Me ne sto accorgendo solo adesso, Totò: io mi sono sbagliato sempre quando penso all’autunno, non è affatto una stagione grigia ma è una sinfonia di colori che si stemperano l’uno nell’altro, in armonia. Il verde, l’azzurro, il giallo, il marrone, il rosso, in tutte le gradazioni, e il cielo che alterna bianco e azzurro, e le mille luci della città che riluccicano sull’acqua e sui vetri. Nessuna stagione possiede tanti colori quanto l’autunno. E le foglie, Totò, queste foglie di Amsterdam sono gialle, sono verdi, sono rosse, e tremano al vento e danzano per tutti, per l’equilibrista e per i bambini, per i cani che trottano e per me, per gli anziani e per i tuoi occhi nel millenovecentosettantuno, quando avevi ancora ventanni e la tua barba non era bianca. E sarebbe bello tornare anche solo per portarti una foglia raccolta qui, rideremmo assieme perché tu avresti sconfitto il cancro e io mi sentirei meglio.

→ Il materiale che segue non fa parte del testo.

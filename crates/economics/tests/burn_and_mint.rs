mod common;

use common::*;
use proptest::prelude::*;
use trichain_economics::{
    BlockTelemetry, MonetaryConfig, MonetaryError, MonetaryEvent, MsgApplyUsageCharge,
    MsgBurnTokens, MsgMintTokens, MsgSetTreasuryAddress,
};
use trichain_treasury::{BankCall, BankLedger, MockBank};
use trichain_types::{
    module_address, BurnSource, ChainId, BURN_ESCROW_MODULE, FEE_COLLECTOR_MODULE,
    MONETARY_MODULE,
};

fn burn_msg(label: &str, amount: u128) -> MsgBurnTokens {
    MsgBurnTokens {
        burner: addr(label),
        amount,
        source: BurnSource::TxFees,
        chain_id: None,
    }
}

fn mint_msg(amount: u128, recipient: &str) -> MsgMintTokens {
    MsgMintTokens {
        authority: authority(),
        amount,
        recipient: addr(recipient),
        reason: "grant".into(),
    }
}

#[test]
fn burn_redirects_ten_percent_to_treasury() {
    let mut keeper = keeper(&[("alice", 5_000_000_000), ("treasury", 1_000_000_000)]);
    let before = keeper.supply_metrics().unwrap();

    let outcome = keeper
        .burn_tokens(&burn_msg("alice", 1_000_000_000), &ctx(1).with_tx("0xfeed"))
        .unwrap();
    assert_eq!(outcome.to_treasury, 100_000_000);
    assert_eq!(outcome.burned, 900_000_000);

    let after = keeper.supply_metrics().unwrap();
    assert_eq!(after.current_supply, before.current_supply - 900_000_000);
    assert_eq!(after.total_burned, 900_000_000);
    assert_eq!(keeper.bank().total_supply(), after.current_supply);
    assert_eq!(keeper.bank().balance(&addr("alice")), 4_000_000_000);
    assert_eq!(keeper.bank().balance(&treasury()), 1_100_000_000);
    assert_eq!(keeper.bank().module_balance(BURN_ESCROW_MODULE), 0);

    let record = keeper.state().burn_record(outcome.burn_id).unwrap().unwrap();
    assert_eq!(record.amount, 1_000_000_000);
    assert_eq!(record.treasury_portion, 100_000_000);
    assert_eq!(record.chain_id, ChainId::main());
    assert_eq!(record.tx_hash.as_deref(), Some("0xfeed"));
    assert_eq!(
        keeper.state().burned_by_source(BurnSource::TxFees).unwrap(),
        900_000_000
    );
    assert_eq!(keeper.treasury_status().unwrap().burn_redirect_inflows, 100_000_000);

    let audit = keeper.audit().unwrap();
    assert!(audit.conserved && audit.within_cap && audit.aggregates_consistent);

    let events = keeper.drain_events();
    assert!(matches!(
        events.as_slice(),
        [MonetaryEvent::Burn { burned: 900_000_000, to_treasury: 100_000_000, .. }]
    ));
}

#[test]
fn burn_rejects_zero_and_overdraft() {
    let mut keeper = keeper(&[("alice", 1_000)]);
    assert!(matches!(
        keeper.burn_tokens(&burn_msg("alice", 0), &ctx(1)),
        Err(MonetaryError::InvalidAmount)
    ));
    assert!(matches!(
        keeper.burn_tokens(&burn_msg("alice", 1_001), &ctx(1)),
        Err(MonetaryError::InsufficientBalance {
            required: 1_001,
            available: 1_000
        })
    ));
    assert_eq!(keeper.supply_metrics().unwrap().total_burned, 0);
    assert!(keeper.events().is_empty());
}

#[test]
fn burn_attributed_to_peer_chain() {
    let mut keeper = keeper(&[("alice", 10_000)]);
    let msg = MsgBurnTokens {
        source: BurnSource::BridgeToll,
        chain_id: Some(ChainId::poc()),
        ..burn_msg("alice", 1_000)
    };
    keeper.burn_tokens(&msg, &ctx(3)).unwrap();

    let by_chain = keeper.burns_by_chain(&ChainId::poc(), None, None).unwrap();
    assert_eq!(by_chain.total_burned, 900);
    assert_eq!(by_chain.page.records.len(), 1);
    let by_source = keeper.burns_by_source(BurnSource::BridgeToll, None, None).unwrap();
    assert_eq!(by_source.total_burned, 900);
    assert!(keeper
        .burns_by_chain(&ChainId::main(), None, None)
        .unwrap()
        .page
        .records
        .is_empty());
}

#[test]
fn failed_treasury_leg_restores_burner() {
    let mut bank = MockBank::new();
    bank.fail_sends_to(treasury());
    let mut keeper = keeper_with(bank, MonetaryConfig::default(), &genesis(&[("alice", 10_000)]));

    let err = keeper.burn_tokens(&burn_msg("alice", 5_000), &ctx(1)).unwrap_err();
    assert!(matches!(err, MonetaryError::Ledger(_)));
    assert_eq!(keeper.bank().balance(&addr("alice")), 10_000);
    assert_eq!(keeper.bank().module_balance(BURN_ESCROW_MODULE), 0);
    assert_eq!(keeper.supply_metrics().unwrap().total_burned, 0);
    assert!(keeper.burn_history(None, None).unwrap().records.is_empty());

    // The failed attempt did not consume a burn id.
    keeper.bank_mut().clear_failures();
    let outcome = keeper.burn_tokens(&burn_msg("alice", 5_000), &ctx(2)).unwrap();
    assert_eq!(outcome.burn_id, 1);
}

#[test]
fn failed_destroy_leg_reverses_redirect() {
    let mut bank = MockBank::new();
    bank.fail_burns(true);
    let mut keeper = keeper_with(
        bank,
        MonetaryConfig::default(),
        &genesis(&[("alice", 10_000), ("treasury", 500)]),
    );

    assert!(keeper.burn_tokens(&burn_msg("alice", 2_000), &ctx(1)).is_err());
    assert_eq!(keeper.bank().balance(&addr("alice")), 10_000);
    assert_eq!(keeper.bank().balance(&treasury()), 500);
    assert_eq!(keeper.bank().total_supply(), 10_500);
    assert_eq!(keeper.treasury_status().unwrap().burn_redirect_inflows, 0);
    assert_eq!(keeper.audit().unwrap().burn_records, 0);
}

#[test]
fn mint_credits_recipient_within_cap() {
    let mut keeper = keeper(&[("alice", 1_000 * TRI)]);
    let outcome = keeper.mint_tokens(&mint_msg(250 * TRI, "bob"), &ctx(1)).unwrap();

    let supply = keeper.supply_metrics().unwrap();
    assert_eq!(supply.current_supply, 1_250 * TRI);
    assert_eq!(supply.total_minted, 1_250 * TRI);
    assert_eq!(outcome.remaining_headroom, supply.remaining_headroom);
    assert_eq!(keeper.bank().balance(&addr("bob")), 250 * TRI);
    assert_eq!(keeper.bank().module_balance(MONETARY_MODULE), 0);
}

#[test]
fn mint_past_cap_rejected() {
    let mut keeper = keeper(&[("alice", 1_000 * TRI)]);
    let headroom = keeper.supply_metrics().unwrap().remaining_headroom;

    let err = keeper
        .mint_tokens(&mint_msg(headroom + 1, "bob"), &ctx(1))
        .unwrap_err();
    assert!(matches!(
        err,
        MonetaryError::SupplyCapExceeded { requested, remaining } if requested == headroom + 1 && remaining == headroom
    ));

    keeper.mint_tokens(&mint_msg(headroom, "bob"), &ctx(2)).unwrap();
    let supply = keeper.supply_metrics().unwrap();
    assert_eq!(supply.current_supply, supply.supply_cap);
    assert_eq!(supply.remaining_headroom, 0);
    assert!(keeper.mint_tokens(&mint_msg(1, "bob"), &ctx(3)).is_err());
}

#[test]
fn mint_requires_authority() {
    let mut keeper = keeper(&[("alice", 1_000)]);
    let msg = MsgMintTokens {
        authority: addr("mallory").to_string(),
        ..mint_msg(10, "mallory")
    };
    assert!(matches!(
        keeper.mint_tokens(&msg, &ctx(1)),
        Err(MonetaryError::Unauthorized { .. })
    ));
    assert_eq!(keeper.supply_metrics().unwrap().total_minted, 1_000);
}

#[test]
fn failed_credit_reverses_module_mint() {
    let mut bank = MockBank::new();
    bank.fail_sends_to(addr("bob"));
    let mut keeper = keeper_with(bank, MonetaryConfig::default(), &genesis(&[("alice", 1_000)]));
    keeper.bank_mut().clear_calls();

    assert!(keeper.mint_tokens(&mint_msg(400, "bob"), &ctx(1)).is_err());
    assert_eq!(keeper.bank().total_supply(), 1_000);
    assert_eq!(keeper.bank().module_balance(MONETARY_MODULE), 0);
    assert_eq!(keeper.supply_metrics().unwrap().total_minted, 1_000);
    assert_eq!(
        keeper.bank().calls().last(),
        Some(&BankCall::Burn {
            module: MONETARY_MODULE.to_string(),
            amount: 400
        })
    );
}

#[test]
fn usage_charge_burns_source_share_and_collects_rest() {
    let mut keeper = keeper(&[("alice", 10_000), ("treasury", 1_000)]);
    let outcome = keeper
        .apply_usage_charge(
            &MsgApplyUsageCharge {
                payer: addr("alice"),
                charge: 1_000,
                source: BurnSource::PocUsage,
            },
            &ctx(1),
        )
        .unwrap();
    assert_eq!(outcome.to_fee_collector, 900);
    let burn = outcome.burn.unwrap();
    assert_eq!((burn.burned, burn.to_treasury), (90, 10));
    assert_eq!(keeper.bank().module_balance(FEE_COLLECTOR_MODULE), 900);
    assert_eq!(keeper.bank().balance(&addr("alice")), 9_000);

    // The collected fees are split at the end of the block.
    let report = keeper.end_block(&ctx(1), &BlockTelemetry::default(), &[]);
    let sweep = report.fee_sweep.unwrap();
    assert_eq!((sweep.collected, sweep.burned, sweep.to_treasury), (900, 720, 180));
    assert_eq!(keeper.bank().module_balance(FEE_COLLECTOR_MODULE), 0);

    let supply = keeper.supply_metrics().unwrap();
    assert_eq!(supply.total_burned, 90 + 720);
    assert_eq!(keeper.bank().total_supply(), supply.current_supply);
    let status = keeper.treasury_status().unwrap();
    assert_eq!(status.fee_inflows, 180);
    assert_eq!(status.burn_redirect_inflows, 10);
    assert_eq!(status.balance, 1_000 + 190);
    assert!(keeper.audit().unwrap().aggregates_consistent);
}

#[test]
fn treasury_address_change_redirects_future_burns() {
    let mut keeper = keeper(&[("alice", 10_000)]);
    let new_treasury = addr("treasury-2");
    keeper
        .set_treasury_address(&MsgSetTreasuryAddress {
            authority: authority(),
            address: new_treasury,
        })
        .unwrap();
    keeper.burn_tokens(&burn_msg("alice", 1_000), &ctx(1)).unwrap();

    assert_eq!(keeper.treasury_status().unwrap().address, new_treasury);
    assert_eq!(keeper.bank().balance(&new_treasury), 100);
    assert_eq!(keeper.bank().balance(&treasury()), 0);
    assert!(keeper
        .drain_events()
        .iter()
        .any(|e| matches!(e, MonetaryEvent::TreasuryAddressChanged { .. })));
}

#[test]
fn burn_history_pages_in_id_order() {
    let mut keeper = keeper(&[("alice", 10_000)]);
    for h in 1..=5 {
        keeper.burn_tokens(&burn_msg("alice", 100), &ctx(h)).unwrap();
    }
    let first = keeper.burn_history(None, Some(2)).unwrap();
    assert_eq!(first.records.iter().map(|r| r.id).collect::<Vec<_>>(), vec![1, 2]);
    assert_eq!(first.next, Some(2));
    let second = keeper.burn_history(first.next, Some(10)).unwrap();
    assert_eq!(second.records.iter().map(|r| r.id).collect::<Vec<_>>(), vec![3, 4, 5]);
    assert_eq!(second.next, None);
}

#[derive(Debug, Clone)]
enum Op {
    Mint(u128),
    Burn(u128),
}

fn op() -> impl Strategy<Value = Op> {
    prop_oneof![
        (1u128..1_000_000).prop_map(Op::Mint),
        (1u128..2_000_000).prop_map(Op::Burn),
    ]
}

proptest! {
    #![proptest_config(ProptestConfig::with_cases(48))]

    #[test]
    fn supply_conserved_across_mints_and_burns(ops in proptest::collection::vec(op(), 1..24)) {
        let mut keeper = keeper(&[("alice", 1_000_000), ("bob", 1_000_000)]);
        for (i, op) in ops.iter().enumerate() {
            let at = ctx(i as u64 + 1);
            let _ = match op {
                Op::Mint(amount) => keeper.mint_tokens(&mint_msg(*amount, "alice"), &at).map(|_| ()),
                Op::Burn(amount) => keeper.burn_tokens(&burn_msg("alice", *amount), &at).map(|_| ()),
            };
            let audit = keeper.audit().unwrap();
            prop_assert!(audit.conserved);
            prop_assert!(audit.aggregates_consistent);
            prop_assert_eq!(keeper.bank().total_supply(), audit.counters.current_supply);
            prop_assert_eq!(keeper.bank().module_balance(BURN_ESCROW_MODULE), 0);
        }
    }

    #[test]
    fn burn_legs_add_up(amount in 1u128..10_000_000_000u128) {
        let mut keeper = keeper(&[("alice", 10_000_000_000)]);
        let treasury_before = keeper.bank().balance(&treasury());
        let outcome = keeper.burn_tokens(&burn_msg("alice", amount), &ctx(1)).unwrap();
        prop_assert_eq!(outcome.burned + outcome.to_treasury, amount);
        prop_assert_eq!(outcome.to_treasury, amount / 10);
        prop_assert_eq!(
            keeper.bank().balance(&treasury()) - treasury_before,
            outcome.to_treasury
        );
        prop_assert_eq!(keeper.bank().balance(&module_address(BURN_ESCROW_MODULE)), 0);
    }
}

E invece no, questo autunno carico di colori finirà e arriverà l’inverno e ci sarà la pioggia e il freddo, e io ho semplicemente tanta paura perché l’unico verbo che potrò usare riferendomi a te sarà al passato, però qui davanti a me le foglie vibrano nel vento, e adesso conosco la risposta e, lo sai amico mio?, è uno splendido ottobre qui ad Amsterdam, i ragazzi continuano ad amarsi, la birra è sempre fresca, le case restano storte e le foglie, Totò, le foglie sono gialle, sono verdi, sono rosse e sono bellissime.